Donald, who’s teaching a graduate course on the food environment, became interested in the topic 10 years ago when a group of farmers near Toronto hired her to write a report on farmland preservation. At the time, she was asked to remove a section on organic food, which she was told was “just a fad.”

Donald said she spent a lot of time during her undergraduate years at McGill University experimenting with food from Montreal’s markets. She said the local food movement forces people to think about using fruits and vegetables creatively.

She and her roommates once tested their culinary aptitude when they invited former Prime Minister Pierre Trudeau over for dinner. “My roommate had known his family and she’d kept in touch with them and she said, you know, ‘Do you want to have him over for dinner?’” Donald said, adding that she contributed a salad and the best $10 bottle of wine she could find for the occasion.
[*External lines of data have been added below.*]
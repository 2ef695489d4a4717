/*
 * Copyright 2025 Security Union LLC
 *
 * Licensed under either of
 *
 * * Apache License, Version 2.0
 *   (http://www.apache.org/licenses/LICENSE-2.0)
 * * MIT license
 *   (http://opensource.org/licenses/MIT)
 *
 * at your option.
 */

use std::path::PathBuf;
use std::str::FromStr;

use agency_types::Resource;
use clap::{Args, Parser, Subcommand};
use thiserror::Error;

/// Agency site catalog CLI
///
/// Lists, filters and shows catalog entries from the site's REST API and
/// submits the site's forms.
#[derive(Parser, Debug)]
#[clap(name = "agency")]
pub struct Opt {
    /// Catalog API base URL. Overrides `API_BASE_URL`.
    #[clap(long = "api-base-url", global = true)]
    pub api_base_url: Option<String>,

    /// Forms endpoint URL. Overrides `FORMS_ENDPOINT_URL`.
    #[clap(long = "forms-endpoint", global = true)]
    pub forms_endpoint: Option<String>,

    #[clap(subcommand)]
    pub mode: Mode,
}

/// A catalog collection named on the command line.
#[derive(Clone, Copy, Debug, PartialEq, Eq)]
pub struct ResourceArg(pub Resource);

#[derive(Error, Debug)]
pub enum ParseResourceError {
    #[error("Unknown resource: {0} (expected one of blogs, portfolio, products, services, case-studies, careers)")]
    Unknown(String),
}

impl FromStr for ResourceArg {
    type Err = ParseResourceError;

    fn from_str(s: &str) -> Result<Self, Self::Err> {
        let normalized = s.trim().to_ascii_lowercase();
        let path = match normalized.as_str() {
            "blog" => "blogs",
            "product" => "products",
            "service" => "services",
            "case-study" | "casestudies" | "case_studies" => "case-studies",
            "career" | "jobs" => "careers",
            other => other,
        };
        Resource::from_path(path)
            .map(ResourceArg)
            .ok_or_else(|| ParseResourceError::Unknown(s.to_string()))
    }
}

#[derive(Subcommand, Debug)]
pub enum Mode {
    /// List a collection, optionally filtered by category and text.
    List(List),

    /// Show the categories present in a collection with item counts.
    Categories(Categories),

    /// Show a single item.
    Show(Show),

    /// Subscribe an email address to the newsletter.
    Subscribe(Subscribe),

    /// Apply for a job listing.
    Apply(Apply),

    /// Run a review carousel on a timer and print every index change.
    Rotate(Rotate),
}

#[derive(Args, Debug, Clone)]
pub struct List {
    pub resource: ResourceArg,

    /// Category label to keep. "All" keeps everything.
    #[clap(long, short = 'c', default_value = "All")]
    pub category: String,

    /// Case-insensitive text to look for in titles and descriptions.
    #[clap(long, short = 'q', default_value = "")]
    pub query: String,

    /// Print at most this many items.
    #[clap(long)]
    pub limit: Option<usize>,

    /// Highlight the first matching item.
    #[clap(long)]
    pub featured: bool,
}

#[derive(Args, Debug, Clone)]
pub struct Categories {
    pub resource: ResourceArg,
}

#[derive(Args, Debug, Clone)]
pub struct Show {
    pub resource: ResourceArg,
    pub id: String,
}

#[derive(Args, Debug, Clone)]
pub struct Subscribe {
    pub email: String,
}

#[derive(Args, Debug, Clone)]
pub struct Apply {
    /// Career listing id.
    pub job_id: String,

    #[clap(long)]
    pub name: String,

    #[clap(long)]
    pub email: String,

    #[clap(long, default_value = "")]
    pub portfolio: String,

    /// Resume file to attach.
    #[clap(long)]
    pub resume: Option<PathBuf>,
}

#[derive(Args, Debug, Clone)]
pub struct Rotate {
    /// Number of items in the carousel.
    #[clap(long, default_value_t = 3)]
    pub items: usize,

    /// How long to run, in seconds.
    #[clap(long, default_value_t = 20)]
    pub seconds: u64,

    /// Auto-advance period in milliseconds. Defaults to `CAROUSEL_INTERVAL_MS`.
    #[clap(long)]
    pub interval_ms: Option<u64>,
}

#[cfg(test)]
mod tests {
    use super::*;

    #[test]
    fn test_resource_aliases() {
        assert_eq!("blogs".parse::<ResourceArg>().unwrap().0, Resource::Blogs);
        assert_eq!("Blog".parse::<ResourceArg>().unwrap().0, Resource::Blogs);
        assert_eq!(
            "case_studies".parse::<ResourceArg>().unwrap().0,
            Resource::CaseStudies
        );
        assert_eq!("jobs".parse::<ResourceArg>().unwrap().0, Resource::Careers);
        assert!("testimonials".parse::<ResourceArg>().is_err());
    }

    #[test]
    fn test_parse_list_command() {
        let opt = Opt::parse_from([
            "agency",
            "--api-base-url",
            "http://localhost:5000/api/v1",
            "list",
            "blogs",
            "-c",
            "Tech",
            "-q",
            "go",
        ]);
        assert_eq!(
            opt.api_base_url.as_deref(),
            Some("http://localhost:5000/api/v1")
        );
        match opt.mode {
            Mode::List(list) => {
                assert_eq!(list.resource.0, Resource::Blogs);
                assert_eq!(list.category, "Tech");
                assert_eq!(list.query, "go");
                assert!(!list.featured);
            }
            other => panic!("unexpected mode: {other:?}"),
        }
    }
}
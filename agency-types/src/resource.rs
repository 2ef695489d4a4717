/*
 * Copyright 2025 Security Union LLC
 *
 * Licensed under either of
 *
 * * Apache License, Version 2.0
 *   (http://www.apache.org/licenses/LICENSE-2.0)
 * * MIT license
 *   (http://opensource.org/licenses/MIT)
 *
 * at your option.
 */

//! Catalog resources exposed by the backend and the paths they live under.

use std::fmt;

/// A named collection on the catalog API.
#[derive(Debug, Clone, Copy, PartialEq, Eq, Hash)]
pub enum Resource {
    Blogs,
    Portfolio,
    Products,
    Services,
    CaseStudies,
    Careers,
}

impl Resource {
    pub const ALL: [Resource; 6] = [
        Resource::Blogs,
        Resource::Portfolio,
        Resource::Products,
        Resource::Services,
        Resource::CaseStudies,
        Resource::Careers,
    ];

    /// Path segment under the API base URL.
    pub fn path(self) -> &'static str {
        match self {
            Resource::Blogs => "blogs",
            Resource::Portfolio => "portfolio",
            Resource::Products => "products",
            Resource::Services => "services",
            Resource::CaseStudies => "case-studies",
            Resource::Careers => "careers",
        }
    }

    /// Noun for the whole collection in user-facing messages
    /// ("Failed to fetch blogs").
    pub fn label(self) -> &'static str {
        match self {
            Resource::Blogs => "blogs",
            Resource::Portfolio => "portfolio",
            Resource::Products => "products",
            Resource::Services => "services",
            Resource::CaseStudies => "case studies",
            Resource::Careers => "careers",
        }
    }

    /// Noun for a single item's detail page ("Failed to fetch job details").
    pub fn item_label(self) -> &'static str {
        match self {
            Resource::Blogs => "the blog",
            Resource::Portfolio => "the portfolio item",
            Resource::Products => "the product",
            Resource::Services => "service details",
            Resource::CaseStudies => "the case study",
            Resource::Careers => "job details",
        }
    }

    /// Look a resource up by its path segment.
    pub fn from_path(path: &str) -> Option<Self> {
        Self::ALL.into_iter().find(|r| r.path() == path)
    }
}

impl fmt::Display for Resource {
    fn fmt(&self, f: &mut fmt::Formatter<'_>) -> fmt::Result {
        f.write_str(self.path())
    }
}

/// A collection or single-item request against a [`Resource`].
#[derive(Debug, Clone, PartialEq, Eq)]
pub struct ResourceRequest {
    pub resource: Resource,
    pub id: Option<String>,
}

impl ResourceRequest {
    pub fn list(resource: Resource) -> Self {
        Self { resource, id: None }
    }

    pub fn item(resource: Resource, id: impl Into<String>) -> Self {
        Self {
            resource,
            id: Some(id.into()),
        }
    }

    /// Relative path, e.g. `/blogs` or `/blogs/65f1c2`. The id is
    /// percent-encoded as a single path segment.
    pub fn path(&self) -> String {
        match &self.id {
            Some(id) => format!("/{}/{}", self.resource.path(), urlencoding::encode(id)),
            None => format!("/{}", self.resource.path()),
        }
    }

    /// What failed, in user-facing messages.
    pub fn label(&self) -> &'static str {
        match self.id {
            Some(_) => self.resource.item_label(),
            None => self.resource.label(),
        }
    }
}
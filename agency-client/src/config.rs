/*
 * Copyright 2025 Security Union LLC
 *
 * Licensed under either of
 *
 * * Apache License, Version 2.0
 *   (http://www.apache.org/licenses/LICENSE-2.0)
 * * MIT license
 *   (http://opensource.org/licenses/MIT)
 *
 * at your option.
 */

//! Site configuration loaded from environment variables.
//!
//! Read once at startup and passed by reference into every client; nothing
//! reconfigures it afterwards.

use std::env;

pub const DEFAULT_API_BASE_URL: &str = "http://localhost:5000/api/v1";
pub const DEFAULT_CAROUSEL_INTERVAL_MS: u64 = 6000;
pub const DEFAULT_SWIPE_THRESHOLD_PX: f32 = 10.0;

/// Configuration for the catalog client and view layer.
#[derive(Debug, Clone, PartialEq)]
pub struct SiteConfig {
    /// Catalog API base URL (e.g. "http://localhost:5000/api/v1").
    pub api_base_url: String,
    /// Forms endpoint for newsletter and job application posts.
    /// `None` if `FORMS_ENDPOINT_URL` is unset or empty.
    pub forms_endpoint: Option<String>,
    /// Auto-advance period for review carousels, in milliseconds.
    pub carousel_interval_ms: u64,
    /// Horizontal drag distance, in pixels, that counts as a swipe.
    pub swipe_threshold_px: f32,
}

impl Default for SiteConfig {
    fn default() -> Self {
        Self {
            api_base_url: DEFAULT_API_BASE_URL.to_string(),
            forms_endpoint: None,
            carousel_interval_ms: DEFAULT_CAROUSEL_INTERVAL_MS,
            swipe_threshold_px: DEFAULT_SWIPE_THRESHOLD_PX,
        }
    }
}

impl SiteConfig {
    /// Load configuration from environment variables.
    ///
    /// # Optional
    /// - `API_BASE_URL` (default: `"http://localhost:5000/api/v1"`)
    /// - `FORMS_ENDPOINT_URL`
    /// - `CAROUSEL_INTERVAL_MS` (default: `"6000"`)
    /// - `SWIPE_THRESHOLD_PX` (default: `"10"`)
    pub fn from_env() -> Result<Self, String> {
        Self::from_lookup(|key| env::var(key).ok())
    }

    /// Load configuration from an arbitrary key lookup.
    pub fn from_lookup<F>(lookup: F) -> Result<Self, String>
    where
        F: Fn(&str) -> Option<String>,
    {
        let api_base_url = lookup("API_BASE_URL")
            .filter(|s| !s.is_empty())
            .unwrap_or_else(|| DEFAULT_API_BASE_URL.to_string());
        let forms_endpoint = lookup("FORMS_ENDPOINT_URL").filter(|s| !s.is_empty());
        let carousel_interval_ms = match lookup("CAROUSEL_INTERVAL_MS") {
            Some(raw) => raw
                .parse::<u64>()
                .ok()
                .filter(|ms| *ms > 0)
                .ok_or("CAROUSEL_INTERVAL_MS must be a positive integer")?,
            None => DEFAULT_CAROUSEL_INTERVAL_MS,
        };
        let swipe_threshold_px = match lookup("SWIPE_THRESHOLD_PX") {
            Some(raw) => raw
                .parse::<f32>()
                .ok()
                .filter(|px| px.is_finite() && *px >= 0.0)
                .ok_or("SWIPE_THRESHOLD_PX must be a non-negative number")?,
            None => DEFAULT_SWIPE_THRESHOLD_PX,
        };

        Ok(Self {
            api_base_url,
            forms_endpoint,
            carousel_interval_ms,
            swipe_threshold_px,
        })
    }
}

#[cfg(test)]
mod tests {
    use super::*;
    use std::collections::HashMap;

    fn lookup_from(pairs: &[(&str, &str)]) -> impl Fn(&str) -> Option<String> {
        let map: HashMap<String, String> = pairs
            .iter()
            .map(|(k, v)| (k.to_string(), v.to_string()))
            .collect();
        move |key| map.get(key).cloned()
    }

    #[test]
    fn test_defaults_when_nothing_is_set() {
        let config = SiteConfig::from_lookup(|_| None).unwrap();
        assert_eq!(config, SiteConfig::default());
    }

    #[test]
    fn test_overrides_are_applied() {
        let config = SiteConfig::from_lookup(lookup_from(&[
            ("API_BASE_URL", "https://api.example.com/v1"),
            ("FORMS_ENDPOINT_URL", "https://forms.example.com/exec"),
            ("CAROUSEL_INTERVAL_MS", "4000"),
            ("SWIPE_THRESHOLD_PX", "25"),
        ]))
        .unwrap();
        assert_eq!(config.api_base_url, "https://api.example.com/v1");
        assert_eq!(
            config.forms_endpoint.as_deref(),
            Some("https://forms.example.com/exec")
        );
        assert_eq!(config.carousel_interval_ms, 4000);
        assert_eq!(config.swipe_threshold_px, 25.0);
    }

    #[test]
    fn test_empty_forms_endpoint_is_none() {
        let config = SiteConfig::from_lookup(lookup_from(&[("FORMS_ENDPOINT_URL", "")])).unwrap();
        assert!(config.forms_endpoint.is_none());
    }

    #[test]
    fn test_invalid_numbers_are_rejected() {
        assert!(SiteConfig::from_lookup(lookup_from(&[("CAROUSEL_INTERVAL_MS", "soon")])).is_err());
        assert!(SiteConfig::from_lookup(lookup_from(&[("CAROUSEL_INTERVAL_MS", "0")])).is_err());
        assert!(SiteConfig::from_lookup(lookup_from(&[("SWIPE_THRESHOLD_PX", "-3")])).is_err());
    }
}
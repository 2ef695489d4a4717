/*
 * Copyright 2025 Security Union LLC
 *
 * Licensed under either of
 *
 * * Apache License, Version 2.0
 *   (http://www.apache.org/licenses/LICENSE-2.0)
 * * MIT license
 *   (http://opensource.org/licenses/MIT)
 *
 * at your option.
 */

pub mod catalog;
pub mod forms;
pub mod rotate;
“He liked it,” she said with a laugh.

“If you don’t know how to cook and you don’t know how to improvise … if we lost that as students, then that’s a real shame.”

She said returning to the root of our foods is one of the goals of the Slow Food Movement, created to counteract North American fast food culture by re-cultivating an appeciation for food.

“That’s really part of the Slow Food Movement, too. It’s trying to relearn,” she said. “Part of the movement as well is to get people learning how to cook. It’s healthier, it’s cheaper, it can be enjoyable. And it doesn’t have to be elitist. … Everyone should know how to how cook.”

Today, Donald looks at businesses that specialize in healthy, sustainable and environmentally friendly production processes.

“I’m trying to understand, from field to fork, how our … interest in food has been changing in the last decade or so, especially in Canada. We have very backwards laws and legislations that really favour big companies,” she said, adding that one’s choice of food can be seen as a political act.

“Consumer groups and social movements are moving much farther ahead than government regulatory bodies.”

For example, she said, the Canadian government is still debating whether genetically modified organisms (GMOs) should be labelled in food. In Europe and California, laws are much more stringent.

“McDonald’s in Europe is not allowed to use food colouring in their strawberry sundaes, whereas here in North America they can still get away with using food colouring and chemical additives,” Donald said.

“I think this is obviously extremely pertinent given the recent food scares.”

In August, deli meats from a Maple Leaf Foods plant in North York were contaminated with bacteria that caused outbreaks of listeriosis across Canada. As of Sept. 3, public health officials confirmed 12 deaths associated with the outbreak.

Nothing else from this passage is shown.